Activity -
Using the listing that follows, report how many lines include the word "decreasing", and add no other words.

○ ○ ○

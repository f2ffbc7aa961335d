//! Common types used throughout the Inflexion framework.
//!
//! Every series in Inflexion is a [`TimeIndexed`] sequence: a vector of values
//! bound 1:1 to a non-decreasing timestamp index. Derived signals and masks
//! are built on the index of the series they were computed from, so
//! positional alignment is preserved end to end.

use serde::{Deserialize, Serialize};

use crate::{InflexionError, Result};

/// Timestamp type used to index series.
pub type Timestamp = chrono::NaiveDateTime;

/// A price series: one closing value per timestamp.
pub type TimeSeries = TimeIndexed<f64>;

/// A derived signal. `None` marks positions without enough history.
pub type SignalSeries = TimeIndexed<Option<f64>>;

/// Boolean change-point flags aligned to the analysed series.
pub type ChangePointMask = TimeIndexed<bool>;

/// A single (timestamp, value) pair.
#[derive(Debug, Clone, Copy, PartialEq, Serialize, Deserialize)]
pub struct Observation {
    /// When the value was observed.
    pub timestamp: Timestamp,
    /// The observed value.
    pub value: f64,
}

impl Observation {
    /// Creates a new observation.
    pub const fn new(timestamp: Timestamp, value: f64) -> Self {
        Self { timestamp, value }
    }
}

/// Values bound to an ordered timestamp index.
///
/// # Invariants
///
/// - `index.len() == values.len()`
/// - `index` is non-decreasing
///
/// # Example
///
/// ```
/// use chrono::NaiveDate;
/// use inflexion_traits::TimeSeries;
///
/// let day = |d| NaiveDate::from_ymd_opt(2024, 1, d).unwrap().and_hms_opt(0, 0, 0).unwrap();
/// let series = TimeSeries::new(vec![day(1), day(2), day(3)], vec![10.0, 11.0, 12.0]).unwrap();
///
/// let window = series.window(day(2), day(3));
/// assert_eq!(window.values(), &[11.0, 12.0]);
/// ```
#[derive(Debug, Clone, PartialEq, Serialize)]
pub struct TimeIndexed<T> {
    index: Vec<Timestamp>,
    values: Vec<T>,
}

impl<T> TimeIndexed<T> {
    /// Creates a series from a timestamp index and its values.
    ///
    /// # Errors
    ///
    /// Returns [`InflexionError::LengthMismatch`] if the two vectors differ in
    /// length, and [`InflexionError::DataFormat`] if the index ever decreases.
    pub fn new(index: Vec<Timestamp>, values: Vec<T>) -> Result<Self> {
        if index.len() != values.len() {
            return Err(InflexionError::LengthMismatch {
                expected: index.len(),
                actual: values.len(),
            });
        }

        if let Some(pos) = index.windows(2).position(|w| w[1] < w[0]) {
            return Err(InflexionError::DataFormat(format!(
                "timestamp index decreases at position {}: {} after {}",
                pos + 1,
                index[pos + 1],
                index[pos]
            )));
        }

        Ok(Self { index, values })
    }

    /// Creates an empty series.
    pub const fn empty() -> Self {
        Self {
            index: Vec::new(),
            values: Vec::new(),
        }
    }

    /// Returns the number of entries.
    pub fn len(&self) -> usize {
        self.values.len()
    }

    /// Returns whether the series has no entries.
    pub fn is_empty(&self) -> bool {
        self.values.is_empty()
    }

    /// Returns the timestamp index.
    pub fn index(&self) -> &[Timestamp] {
        &self.index
    }

    /// Returns the values in index order.
    pub fn values(&self) -> &[T] {
        &self.values
    }

    /// Consumes self and returns the values, dropping the index.
    pub fn into_values(self) -> Vec<T> {
        self.values
    }

    /// Returns the entry at a position.
    pub fn get(&self, position: usize) -> Option<(Timestamp, &T)> {
        Some((*self.index.get(position)?, self.values.get(position)?))
    }

    /// Iterates over `(timestamp, value)` pairs in index order.
    pub fn iter(&self) -> impl Iterator<Item = (Timestamp, &T)> + '_ {
        self.index.iter().copied().zip(self.values.iter())
    }

    /// Earliest timestamp, if any.
    pub fn first_timestamp(&self) -> Option<Timestamp> {
        self.index.first().copied()
    }

    /// Latest timestamp, if any.
    pub fn last_timestamp(&self) -> Option<Timestamp> {
        self.index.last().copied()
    }

    /// Binds new values to this series' index.
    ///
    /// # Errors
    ///
    /// Returns [`InflexionError::LengthMismatch`] if `values` does not have
    /// exactly one entry per index position.
    pub fn with_values<U>(&self, values: Vec<U>) -> Result<TimeIndexed<U>> {
        if values.len() != self.index.len() {
            return Err(InflexionError::LengthMismatch {
                expected: self.index.len(),
                actual: values.len(),
            });
        }
        Ok(TimeIndexed {
            index: self.index.clone(),
            values,
        })
    }

    /// Applies `f` to every value, keeping the index.
    pub fn map<U>(&self, f: impl FnMut(&T) -> U) -> TimeIndexed<U> {
        TimeIndexed {
            index: self.index.clone(),
            values: self.values.iter().map(f).collect(),
        }
    }

    /// Position range of entries whose timestamp lies in `[start, end]`.
    fn range_positions(&self, start: Timestamp, end: Timestamp) -> std::ops::Range<usize> {
        if start > end {
            return 0..0;
        }
        let lo = self.index.partition_point(|t| *t < start);
        let hi = self.index.partition_point(|t| *t <= end);
        lo..hi.max(lo)
    }
}

impl<T: Clone> TimeIndexed<T> {
    /// Extracts the entries whose timestamp lies in the inclusive range
    /// `[start, end]`, preserving order.
    ///
    /// An inverted range or a range that matches nothing yields an empty
    /// series rather than an error.
    pub fn window(&self, start: Timestamp, end: Timestamp) -> Self {
        let range = self.range_positions(start, end);
        Self {
            index: self.index[range.clone()].to_vec(),
            values: self.values[range].to_vec(),
        }
    }
}

impl<T> Default for TimeIndexed<T> {
    fn default() -> Self {
        Self::empty()
    }
}

impl TimeIndexed<f64> {
    /// Builds a series from unordered observations.
    ///
    /// Observations are sorted by timestamp (stable), and when several share
    /// a timestamp the one that came last in the input wins.
    pub fn from_observations(observations: impl IntoIterator<Item = Observation>) -> Self {
        let mut sorted: Vec<Observation> = observations.into_iter().collect();
        sorted.sort_by_key(|o| o.timestamp);

        let mut index: Vec<Timestamp> = Vec::with_capacity(sorted.len());
        let mut values: Vec<f64> = Vec::with_capacity(sorted.len());
        for obs in sorted {
            if index.last() == Some(&obs.timestamp) {
                if let Some(last) = values.last_mut() {
                    *last = obs.value;
                }
            } else {
                index.push(obs.timestamp);
                values.push(obs.value);
            }
        }

        Self { index, values }
    }
}

impl TimeIndexed<Option<f64>> {
    /// Number of positions where the signal is defined.
    pub fn defined_count(&self) -> usize {
        self.values.iter().filter(|v| v.is_some()).count()
    }
}

impl TimeIndexed<bool> {
    /// Number of flagged positions.
    pub fn count(&self) -> usize {
        self.values.iter().filter(|&&flag| flag).count()
    }

    /// Timestamps of the flagged positions, in order.
    pub fn flagged(&self) -> impl Iterator<Item = Timestamp> + '_ {
        self.iter()
            .filter_map(|(timestamp, &flag)| flag.then_some(timestamp))
    }
}
//! Configuration file support for the Inflexion CLI.
//!
//! A config file is a JSON document with three optional sections:
//!
//! ```json
//! {
//!   "detector": { "lag": 5, "window": 20, "threshold": 1.5 },
//!   "presets": {
//!     "fast": { "distribution": "normal", "seasonality": 0, "iterations": 2000, "burnin": 200 }
//!   },
//!   "estimator": { "program": "beast-runner", "args": ["--json"], "timeout_secs": 600 }
//! }
//! ```
//!
//! Presets named in the file are added to, or replace, the built-in ones.

use std::path::Path;
use std::time::Duration;

use inflexion::detect::{LAG_RANGE, THRESHOLD_RANGE, WINDOW_RANGE};
use inflexion::{CommandEstimator, DetectorConfig, InflexionError, PresetTable};
use serde::{Deserialize, Serialize};

/// Program run for Bayesian estimation when none is configured.
pub(crate) const DEFAULT_ESTIMATOR_PROGRAM: &str = "inflexion-estimator";

/// External estimator program settings.
#[derive(Debug, Clone, PartialEq, Eq, Serialize, Deserialize)]
#[serde(default)]
pub(crate) struct EstimatorSettings {
    pub(crate) program: String,
    pub(crate) args: Vec<String>,
    pub(crate) timeout_secs: Option<u64>,
}

impl Default for EstimatorSettings {
    fn default() -> Self {
        Self {
            program: DEFAULT_ESTIMATOR_PROGRAM.to_string(),
            args: Vec::new(),
            timeout_secs: None,
        }
    }
}

impl EstimatorSettings {
    /// Build the estimator backend these settings describe.
    pub(crate) fn backend(&self) -> CommandEstimator {
        let backend = CommandEstimator::new(&self.program).with_args(&self.args);
        match self.timeout_secs {
            Some(secs) => backend.with_timeout(Duration::from_secs(secs)),
            None => backend,
        }
    }
}

/// Settings loaded from a config file, falling back to built-in defaults.
#[derive(Debug, Clone, Default, Serialize, Deserialize)]
#[serde(default)]
pub(crate) struct Config {
    pub(crate) detector: DetectorConfig,
    pub(crate) presets: PresetTable,
    pub(crate) estimator: EstimatorSettings,
}

impl Config {
    /// Load the config file at `path`, or the defaults when no path is given.
    pub(crate) fn load(path: Option<&Path>) -> Result<Self, InflexionError> {
        match path {
            Some(path) => Self::from_json(&std::fs::read_to_string(path)?),
            None => Ok(Self::default()),
        }
    }

    /// Parse a config document and validate it.
    pub(crate) fn from_json(text: &str) -> Result<Self, InflexionError> {
        let mut config: Self = serde_json::from_str(text)?;
        config.presets = PresetTable::default().merged(config.presets);
        config.presets.validate()?;
        config.detector.validate()?;
        check_detector_domain(&config.detector)?;
        Ok(config)
    }
}

/// Holds config-file detector values to the same domains as the command-line flags.
fn check_detector_domain(detector: &DetectorConfig) -> Result<(), InflexionError> {
    if !LAG_RANGE.contains(&detector.lag) {
        return Err(InflexionError::invalid_parameter(
            "detector.lag",
            format!(
                "{} is outside {}..={}",
                detector.lag,
                LAG_RANGE.start(),
                LAG_RANGE.end()
            ),
        ));
    }
    if !WINDOW_RANGE.contains(&detector.window) {
        return Err(InflexionError::invalid_parameter(
            "detector.window",
            format!(
                "{} is outside {}..={}",
                detector.window,
                WINDOW_RANGE.start(),
                WINDOW_RANGE.end()
            ),
        ));
    }
    if !THRESHOLD_RANGE.contains(&detector.threshold) {
        return Err(InflexionError::invalid_parameter(
            "detector.threshold",
            format!(
                "{} is outside {}..={}",
                detector.threshold,
                THRESHOLD_RANGE.start(),
                THRESHOLD_RANGE.end()
            ),
        ));
    }
    Ok(())
}

#[cfg(test)]
mod tests {
    use super::*;
    use inflexion::{Distribution, EstimatorPreset};

    #[test]
    fn test_defaults() {
        let config = Config::load(None).unwrap();
        assert_eq!(config.detector, DetectorConfig::default());
        assert_eq!(
            config.presets.get("trend").unwrap(),
            EstimatorPreset::Trend.params()
        );
        assert_eq!(config.estimator.program, DEFAULT_ESTIMATOR_PROGRAM);
        assert!(config.estimator.backend().timeout().is_none());
    }

    #[test]
    fn test_partial_file() {
        let config = Config::from_json(r#"{"detector": {"lag": 5}}"#).unwrap();
        assert_eq!(config.detector.lag, 5);
        assert_eq!(config.detector.window, 1);
        assert!(config.presets.get("seasonal").is_ok());
    }

    #[test]
    fn test_presets_merge_over_builtins() {
        let config = Config::from_json(
            r#"{
                "presets": {
                    "trend": {"distribution": "normal", "seasonality": 0, "iterations": 500, "burnin": 50},
                    "fast": {"distribution": "student_t", "seasonality": 0, "iterations": 100, "burnin": 10}
                },
                "estimator": {"program": "beast-runner", "timeout_secs": 30}
            }"#,
        )
        .unwrap();

        let trend = config.presets.get("trend").unwrap();
        assert_eq!(trend.distribution, Distribution::Normal);
        assert_eq!(trend.iterations, 500);
        assert_eq!(config.presets.get("fast").unwrap().burnin, 10);
        assert_eq!(
            config.presets.get("seasonal").unwrap(),
            EstimatorPreset::Seasonal.params()
        );
        assert_eq!(
            config.estimator.backend().timeout(),
            Some(Duration::from_secs(30))
        );
    }

    #[test]
    fn test_invalid_files() {
        assert!(matches!(
            Config::from_json(r#"{"detector": {"lag": 0}}"#),
            Err(InflexionError::InvalidParameter { .. })
        ));
        assert!(matches!(
            Config::from_json(
                r#"{"presets": {"bad": {"distribution": "normal", "seasonality": 0, "iterations": 10, "burnin": 10}}}"#
            ),
            Err(InflexionError::InvalidParameter { .. })
        ));
        assert!(matches!(
            Config::from_json("not json"),
            Err(InflexionError::Json(_))
        ));
    }

    #[test]
    fn test_detector_values_held_to_flag_domains() {
        for (text, field) in [
            (r#"{"detector": {"threshold": -5}}"#, "detector.threshold"),
            (r#"{"detector": {"threshold": 1000.5}}"#, "detector.threshold"),
            (r#"{"detector": {"lag": 31}}"#, "detector.lag"),
            (r#"{"detector": {"window": 40}}"#, "detector.window"),
        ] {
            assert!(
                matches!(
                    Config::from_json(text),
                    Err(InflexionError::InvalidParameter { ref name, .. }) if name == field
                ),
                "{text}"
            );
        }

        let edge =
            Config::from_json(r#"{"detector": {"lag": 30, "window": 30, "threshold": 1000}}"#)
                .unwrap();
        assert_eq!(edge.detector.lag, 30);
        assert_eq!(edge.detector.window, 30);
    }
}
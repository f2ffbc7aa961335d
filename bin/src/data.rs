//! Data loading and range selection for the Inflexion CLI.

use std::path::Path;

use chrono::{Duration, Months, NaiveDate};
use inflexion::{InflexionError, Observation, TimeSeries, Timestamp};
use polars::prelude::*;
use tracing::debug;

/// Column holding the calendar date of each row.
pub(crate) const DATE_COLUMN: &str = "Date";
/// Column holding the time of day of each row.
pub(crate) const TIME_COLUMN: &str = "Time";
/// Column holding the closing price of each row.
pub(crate) const CLOSE_COLUMN: &str = "Close";

/// Accepted timestamp layouts, tried in order.
const DATETIME_FORMATS: &[&str] = &[
    "%Y-%m-%d %H:%M:%S",
    "%Y-%m-%d %H:%M:%S%.f",
    "%Y-%m-%d %H:%M",
    "%Y-%m-%dT%H:%M:%S",
];

/// Display layout for timestamps, matching what range bounds accept.
pub(crate) const DISPLAY_FORMAT: &str = "%Y-%m-%d %H:%M:%S";

/// Parse a timestamp in `YYYY-MM-DD HH:MM:SS` form.
///
/// A bare `YYYY-MM-DD` means midnight of that day.
pub(crate) fn parse_timestamp(text: &str) -> Result<Timestamp, InflexionError> {
    let text = text.trim();
    DATETIME_FORMATS
        .iter()
        .find_map(|format| Timestamp::parse_from_str(text, format).ok())
        .or_else(|| {
            NaiveDate::parse_from_str(text, "%Y-%m-%d")
                .ok()
                .and_then(|d| d.and_hms_opt(0, 0, 0))
        })
        .ok_or_else(|| {
            InflexionError::InvalidRangeFormat(format!(
                "'{}' is not a timestamp (expected YYYY-MM-DD HH:MM:SS)",
                text
            ))
        })
}

/// Load a price series from a CSV file with `Date`, `Time` and `Close` columns.
pub(crate) fn load_prices(path: &Path) -> Result<TimeSeries, InflexionError> {
    let frame = CsvReadOptions::default()
        .with_has_header(true)
        .try_into_reader_with_file_path(Some(path.to_path_buf()))?
        .finish()?;
    series_from_frame(&frame)
}

/// Build a price series from a frame with `Date`, `Time` and `Close` columns.
///
/// Rows whose date and time do not combine into a timestamp are dropped.
/// Every remaining row must carry a finite close.
pub(crate) fn series_from_frame(frame: &DataFrame) -> Result<TimeSeries, InflexionError> {
    let columns = frame.get_column_names();
    for required in [DATE_COLUMN, TIME_COLUMN, CLOSE_COLUMN] {
        if !columns.iter().any(|c| c.as_str() == required) {
            return Err(InflexionError::MissingColumn(required.to_string()));
        }
    }

    let dates = frame.column(DATE_COLUMN)?.cast(&DataType::String)?;
    let times = frame.column(TIME_COLUMN)?.cast(&DataType::String)?;
    let closes = frame.column(CLOSE_COLUMN)?.cast(&DataType::Float64)?;

    let dates = dates.as_materialized_series().str()?;
    let times = times.as_materialized_series().str()?;
    let closes = closes.as_materialized_series().f64()?;

    let mut observations = Vec::with_capacity(frame.height());
    let mut dropped = 0usize;

    for (row, ((date, time), close)) in dates
        .into_iter()
        .zip(times.into_iter())
        .zip(closes.into_iter())
        .enumerate()
    {
        let timestamp = date.zip(time).and_then(|(date, time)| {
            // Dates exported with a midnight time part keep only the day
            let day = date.split_whitespace().next().unwrap_or_default();
            parse_timestamp(&format!("{} {}", day, time.trim())).ok()
        });
        let Some(timestamp) = timestamp else {
            dropped += 1;
            continue;
        };

        let value = close.filter(|v| v.is_finite()).ok_or_else(|| {
            InflexionError::DataFormat(format!(
                "row {}: missing or non-numeric {} value",
                row + 1,
                CLOSE_COLUMN
            ))
        })?;
        observations.push(Observation::new(timestamp, value));
    }

    if dropped > 0 {
        debug!(dropped, "dropped rows with unparseable date/time");
    }

    Ok(TimeSeries::from_observations(observations))
}

/// First and last timestamp of the series.
pub(crate) fn available_range(series: &TimeSeries) -> Option<(Timestamp, Timestamp)> {
    Some((series.first_timestamp()?, series.last_timestamp()?))
}

/// The range analysed when none is given: the first month of data.
///
/// Runs from the first timestamp to one month later, minus one day.
pub(crate) fn default_range(series: &TimeSeries) -> Option<(Timestamp, Timestamp)> {
    let first = series.first_timestamp()?;
    let end = first.checked_add_months(Months::new(1))? - Duration::days(1);
    Some((first, end))
}

/// Resolve user-supplied range bounds, falling back to [`default_range`].
///
/// Returns `None` when the series is empty.
pub(crate) fn resolve_range(
    series: &TimeSeries,
    start: Option<&str>,
    end: Option<&str>,
) -> Result<Option<(Timestamp, Timestamp)>, InflexionError> {
    let start = start.map(parse_timestamp).transpose()?;
    let end = end.map(parse_timestamp).transpose()?;

    let Some((default_start, default_end)) = default_range(series) else {
        return Ok(None);
    };

    Ok(Some((
        start.unwrap_or(default_start),
        end.unwrap_or(default_end),
    )))
}
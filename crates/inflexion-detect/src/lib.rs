//! Rule-based change-point detection for Inflexion.
//!
//! A position is flagged as a change point when either
//! - momentum changes sign relative to the previous position, and the
//!   previous momentum was non-zero, or
//! - the magnitude of the reversion signal exceeds the threshold.
//!
//! Positions where an operand is undefined never satisfy a condition. The
//! resulting [`ChangePointMask`](inflexion_traits::ChangePointMask) has the
//! same index as the analysed series. Detection is pure and stateless: every
//! call recomputes from scratch and never logs.
//!
//! # Example
//!
//! ```
//! use chrono::NaiveDate;
//! use inflexion_detect::{ChangePointDetector, DetectorConfig};
//! use inflexion_traits::TimeSeries;
//!
//! let t0 = NaiveDate::from_ymd_opt(2024, 1, 2).unwrap().and_hms_opt(9, 30, 0).unwrap();
//! let index = (0..5).map(|i| t0 + chrono::Duration::minutes(i)).collect();
//! let series = TimeSeries::new(index, vec![10.0, 12.0, 11.0, 9.0, 13.0]).unwrap();
//!
//! let detector = ChangePointDetector::new(DetectorConfig {
//!     lag: 1,
//!     window: 1,
//!     threshold: 0.0,
//! })
//! .unwrap();
//!
//! let mask = detector.detect(&series).unwrap();
//! assert_eq!(mask.values(), &[false, false, true, false, true]);
//! ```

mod condition;
mod config;
mod detector;

pub use condition::{momentum_flips, reversion_breaches};
pub use config::{DetectorConfig, LAG_RANGE, THRESHOLD_RANGE, WINDOW_RANGE};
pub use detector::{ChangePointDetector, Detection, detect};
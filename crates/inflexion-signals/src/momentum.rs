//! Momentum signal based on lagged price differences.

use inflexion_traits::{InflexionError, Result, Signal, SignalSeries, TimeSeries};
use serde::{Deserialize, Serialize};

/// Computes `values[t] - values[t - lag]` for every position.
///
/// The first `lag` positions have no prior sample to compare against and are
/// `None`; when `lag >= values.len()` the whole output is `None`. Nothing looks
/// ahead of `t`.
///
/// # Errors
///
/// Returns [`InflexionError::InvalidParameter`] if `lag` is zero.
pub fn momentum(values: &[f64], lag: usize) -> Result<Vec<Option<f64>>> {
    if lag == 0 {
        return Err(InflexionError::invalid_parameter(
            "lag",
            "must be at least 1",
        ));
    }

    Ok((0..values.len())
        .map(|t| t.checked_sub(lag).map(|past| values[t] - values[past]))
        .collect())
}

/// Configuration for the momentum signal.
#[derive(Debug, Clone, Copy, PartialEq, Eq, Serialize, Deserialize)]
pub struct MomentumConfig {
    /// Number of samples to look back (default: 1)
    pub lag: usize,
}

impl Default for MomentumConfig {
    fn default() -> Self {
        Self { lag: 1 }
    }
}

/// Momentum signal.
///
/// Positive values mean the price is above where it was `lag` samples ago.
///
/// # Example
///
/// ```
/// use inflexion_signals::{Momentum, MomentumConfig};
///
/// let signal = Momentum::new(MomentumConfig { lag: 5 });
/// assert_eq!(signal.lag(), 5);
/// ```
#[derive(Debug, Clone)]
pub struct Momentum {
    config: MomentumConfig,
}

impl Momentum {
    /// Create a new momentum signal with the given configuration.
    #[must_use]
    pub const fn new(config: MomentumConfig) -> Self {
        Self { config }
    }

    /// Get the lag in samples.
    #[must_use]
    pub const fn lag(&self) -> usize {
        self.config.lag
    }
}

impl Default for Momentum {
    fn default() -> Self {
        Self::new(MomentumConfig::default())
    }
}

impl Signal for Momentum {
    fn name(&self) -> &str {
        "momentum"
    }

    fn lookback(&self) -> usize {
        self.config.lag
    }

    fn compute(&self, series: &TimeSeries) -> Result<SignalSeries> {
        series.with_values(momentum(series.values(), self.config.lag)?)
    }
}

#[cfg(test)]
mod tests {
    use super::*;
    use approx::assert_relative_eq;
    use chrono::NaiveDate;

    fn series(values: &[f64]) -> TimeSeries {
        let start = NaiveDate::from_ymd_opt(2024, 1, 2)
            .unwrap()
            .and_hms_opt(9, 30, 0)
            .unwrap();
        let index = (0..values.len())
            .map(|i| start + chrono::Duration::minutes(i as i64))
            .collect();
        TimeSeries::new(index, values.to_vec()).unwrap()
    }

    #[test]
    fn test_unit_lag() {
        let mom = momentum(&[10.0, 12.0, 11.0, 9.0, 13.0], 1).unwrap();
        assert_eq!(
            mom,
            vec![None, Some(2.0), Some(-1.0), Some(-2.0), Some(4.0)]
        );
    }

    #[test]
    fn test_longer_lag() {
        let mom = momentum(&[1.0, 2.0, 4.0, 8.0, 16.0], 2).unwrap();
        assert_eq!(mom[..2], [None, None]);
        assert_relative_eq!(mom[2].unwrap(), 3.0);
        assert_relative_eq!(mom[3].unwrap(), 6.0);
        assert_relative_eq!(mom[4].unwrap(), 12.0);
    }

    #[test]
    fn test_lag_at_or_beyond_length_is_undefined() {
        let values = [3.0, 1.0, 4.0];
        for lag in [3, 4, 30] {
            let mom = momentum(&values, lag).unwrap();
            assert_eq!(mom.len(), values.len());
            assert!(mom.iter().all(Option::is_none));
        }
    }

    #[test]
    fn test_zero_lag_rejected() {
        assert!(matches!(
            momentum(&[1.0, 2.0], 0),
            Err(InflexionError::InvalidParameter { .. })
        ));
    }

    #[test]
    fn test_empty_input() {
        assert!(momentum(&[], 3).unwrap().is_empty());
    }

    #[test]
    fn test_signal_keeps_index() {
        let input = series(&[5.0, 6.0, 8.0]);
        let signal = Momentum::new(MomentumConfig { lag: 1 });

        let out = signal.compute(&input).unwrap();
        assert_eq!(out.index(), input.index());
        assert_eq!(out.values(), &[None, Some(1.0), Some(2.0)]);
        assert_eq!(signal.lookback(), 1);
        assert_eq!(signal.name(), "momentum");
    }

    #[test]
    fn test_default_config() {
        assert_eq!(MomentumConfig::default().lag, 1);
        assert_eq!(Momentum::default().lag(), 1);
    }
}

○ ○ ○

Finished exercise -
2